Snapshots and Perspectives

India Gate

by Howard Shepherdson, in collaboration with Tajinder Sindra

The Questors Theatre and Punjabi Theatre Academy at the Judi Dench Playhouse, Ealing until 7th May, then on UK and international tour.

Review by Mark Aspen

For well over four hundred years the history of India and Britain has been inextricably linked. This year marks the seventy-fifth anniversary of India achieving independence as a sovereign country, and it is apposite that two local production companies should collaborate to commemorate the occasion with the premiere of India Gate.  Each partner has brought its own expertise and the play has a ringing authenticity, indeed much of the dialogue is in Punjabi.

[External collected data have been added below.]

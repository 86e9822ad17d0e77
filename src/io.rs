//! Image and heatmap file I/O.
//!
//! Images are always converted to 8-bit RGB on load. Heatmaps are read as
//! 8-bit grayscale and normalized into [0, 1].

use crate::core::error::GazeResult;
use crate::core::types::{Heatmap, Image};
use std::path::Path;

/// Load an image file as 8-bit RGB.
pub fn load_image(path: impl AsRef<Path>) -> GazeResult<Image> {
    let path = path.as_ref();
    let image = image::open(path)?.to_rgb8();
    log::debug!("Loaded image {} ({}x{})", path.display(), image.width(), image.height());
    Ok(image)
}

/// Load a grayscale heatmap and normalize it into [0, 1].
///
/// Color files are converted to luma first.
pub fn load_heatmap(path: impl AsRef<Path>) -> GazeResult<Heatmap> {
    let path = path.as_ref();
    let heatmap = Heatmap::from_gray(&image::open(path)?.to_luma8());
    log::debug!("Loaded heatmap {} ({})", path.display(), heatmap.dimensions());
    Ok(heatmap)
}

/// Save an image; the format follows the file extension.
///
/// Missing parent directories are created.
pub fn save_image(image: &Image, path: impl AsRef<Path>) -> GazeResult<()> {
    let path = path.as_ref();
    create_parent(path)?;
    image.save(path)?;
    log::debug!("Saved image {}", path.display());
    Ok(())
}

/// Save a heatmap as an 8-bit grayscale preview.
pub fn save_heatmap(heatmap: &Heatmap, path: impl AsRef<Path>) -> GazeResult<()> {
    let path = path.as_ref();
    create_parent(path)?;
    heatmap.to_gray().save(path)?;
    log::debug!("Saved heatmap {}", path.display());
    Ok(())
}

fn create_parent(path: &Path) -> GazeResult<()> {
    if let Some(parent) = path.parent() {
        if !parent.as_os_str().is_empty() {
            std::fs::create_dir_all(parent)?;
        }
    }
    Ok(())
}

During those four centuries India has become a unified country and now is powerful and influential in its own right.  However, the relationship between Britain and India has not always gone smoothly.   India Gate concentrates on two periods of history, the massacre at the Jallianwala Bagh in Amritsar in the Punjab in April 1919 and the events leading up to Indian Independence Day in August 1947.  The story is told largely through the eyes of two people, Lady Emily Lutyens, recalcitrant wife of the famous architect Sir Edwin Lutyens; and Udham Singh, a Sikh zealot, who became an assassin. 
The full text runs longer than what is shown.